I’m Still Standing

As I sat at my laptop on a rainy, blustery Saturday afternoon, I heard Elton John’s song ringing in my head ‘I’m Still Standing – Better Than I’ve Ever Been…. Looking like a true survivor……’ When a song randomly appears in my head, it is always a sign from Spirit to write.

THE FEMININE STAIN OF SHAME

I’m still standing, now with my head held high, but this certainly wasn’t always the case. My experience of sexual, physical and emotional abuse caused a deep sense of shame, it goes with the territory. It was like being infected with a deadly virus, a virus I call ‘the feminine stain of shame’ because it stayed with me for years and years, simmering away in my unconscious. It’s like in those moments when the abuse took place, that person’s darkness became mine, that toxic energy cast a blanket over my soul, and my feminine essence, blocking out any possibility of light. I had no concept of authentic power, because the world I inhabited, since the age of 2, was comprised of parasitic factors that had no place in the purity of the Divine Feminine.

It was a curse, that eventually, many years later became a blessing.

SEEKER OF TRUTH

It was the awareness of this darkness, and my desire to be free from it, that ultimately became the motivating factor that compelled me to seek the truth of who I am, not just as a survivor, but as a powerful woman. You could say this darkness was my gift, but it took many years before I could accept it as such. It wasn’t just emotional trauma, PTSD, anxiety, depression and fear that held me captive, it was being completely dissociated from my innate feminine nature, of not knowing that I was a part of the Divine Feminine, a Goddess in my own right, as we all are. The truth was hidden behind a veil of patriarchal control, dominance, violence and aggression. I now know it was my destiny to experience the full force of it, in various and complex ways, and then to set out on the long and arduous path of healing. For the ‘wounded healer’ it is a rite of passage.
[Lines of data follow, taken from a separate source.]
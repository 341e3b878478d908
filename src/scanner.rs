//! Filesystem enumeration.
//!
//! Walks the configured root and produces one [`ScannedFile`] per regular
//! file: stable identity (inode), modification/change timestamps in
//! milliseconds, size, and an opaque ACL principal list derived from
//! ownership. The synchronizer consumes this listing without touching the
//! filesystem again until chunking.

use anyhow::{bail, Result};
use globset::{Glob, GlobSet, GlobSetBuilder};
use std::os::unix::fs::MetadataExt;
use std::path::Path;
use tracing::warn;
use walkdir::WalkDir;

use crate::config::ScannerConfig;
use crate::models::ScannedFile;

pub fn scan(config: &ScannerConfig) -> Result<Vec<ScannedFile>> {
    let root = &config.root;
    if !root.exists() {
        bail!("Scan root does not exist: {}", root.display());
    }

    let mut default_excludes = vec![
        "**/.git/**".to_string(),
        "**/target/**".to_string(),
        "**/node_modules/**".to_string(),
    ];
    default_excludes.extend(config.exclude_globs.clone());
    let exclude_set = build_globset(&default_excludes)?;

    let mut files = Vec::new();

    let walker = WalkDir::new(root).follow_links(config.follow_symlinks);
    for entry in walker {
        let entry = match entry {
            Ok(e) => e,
            Err(e) => {
                warn!(error = %e, "skipping unreadable directory entry");
                continue;
            }
        };
        if !entry.file_type().is_file() {
            continue;
        }

        let path = entry.path();
        let relative = path.strip_prefix(root).unwrap_or(path);
        if exclude_set.is_match(relative) {
            continue;
        }

        match stat_file(path) {
            Ok(file) => files.push(file),
            Err(e) => {
                // unreadable file -> treated as absent; cleanup handles it
                warn!(path = %path.display(), error = %e, "failed to stat file");
            }
        }
    }

    // Deterministic enumeration order
    files.sort_by(|a, b| a.path.cmp(&b.path));

    Ok(files)
}

fn stat_file(path: &Path) -> Result<ScannedFile> {
    let metadata = std::fs::metadata(path)?;

    Ok(ScannedFile {
        path: path.to_path_buf(),
        ino: metadata.ino(),
        mtime_ms: metadata.mtime() * 1000 + metadata.mtime_nsec() / 1_000_000,
        ctime_ms: metadata.ctime() * 1000 + metadata.ctime_nsec() / 1_000_000,
        size: metadata.len(),
        acl: vec![
            format!("uid:{}", metadata.uid()),
            format!("gid:{}", metadata.gid()),
        ],
    })
}

fn build_globset(patterns: &[String]) -> Result<GlobSet> {
    let mut builder = GlobSetBuilder::new();
    for pattern in patterns {
        builder.add(Glob::new(pattern)?);
    }
    Ok(builder.build()?)
}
Being dealt such challenging cards in life, the odds were already stacked against me, I fell many times before I stood up straight and strong. Beginning life in such a deficit, it’s hard to believe that I have peace now, but one of my most vital, important and significant realizations was this: Nothing can break me, because I am a heart-centred woman that knows her inherent true power. Many times, I felt defeated, lost, exhausted and weary to my bones, but I was not broken to the point of no return. Hundreds of years of imprinted patriarchal control and dominance didn’t break my spirit. A violent, hostile, and angry father didn’t do it. Rapes and sexual abuse didn’t do it. Shame, humiliation, cruelty, and endless illnesses didn’t do it. Abusive partners didn’t do it. Betrayal, abandonment and bullying didn’t do it. Terror and fear didn’t do it.

I’m still standing.

UNCONSCIOUS COLLECTIVE FEAR

As a feminine collective, we have been too frightened to stand against something that could kills us, or at least take away what freedom we have. I’ve always felt fear, mainly of ‘certain types’ of men and the consequences of having a voice, I have a paralysing and irrational fear of being attacked, judged and persecuted for speaking about my experiences, a witch hunt all over again. Five thousand years of persecution and torture left its imprint on my soul, and terror forced me into silence. But still I have come to realize that I am here to tell my story, sometimes saying things that might cause offence, but I don’t care. I am here to make space for women to share their story, to say it like it is. I’m here to start a revolution of heart awakening so powerful and so beautiful, that the high frequency of light would dismantle, disintegrate and disarm everything that the old system upholds. I know I’m guided by the Goddesses, sisters, spiritual warriors and wise Queens that came before me, and I also know, it is time.

WHAT I’VE COME TO KNOW

This is the voice of my heart, and it wants to tell you this…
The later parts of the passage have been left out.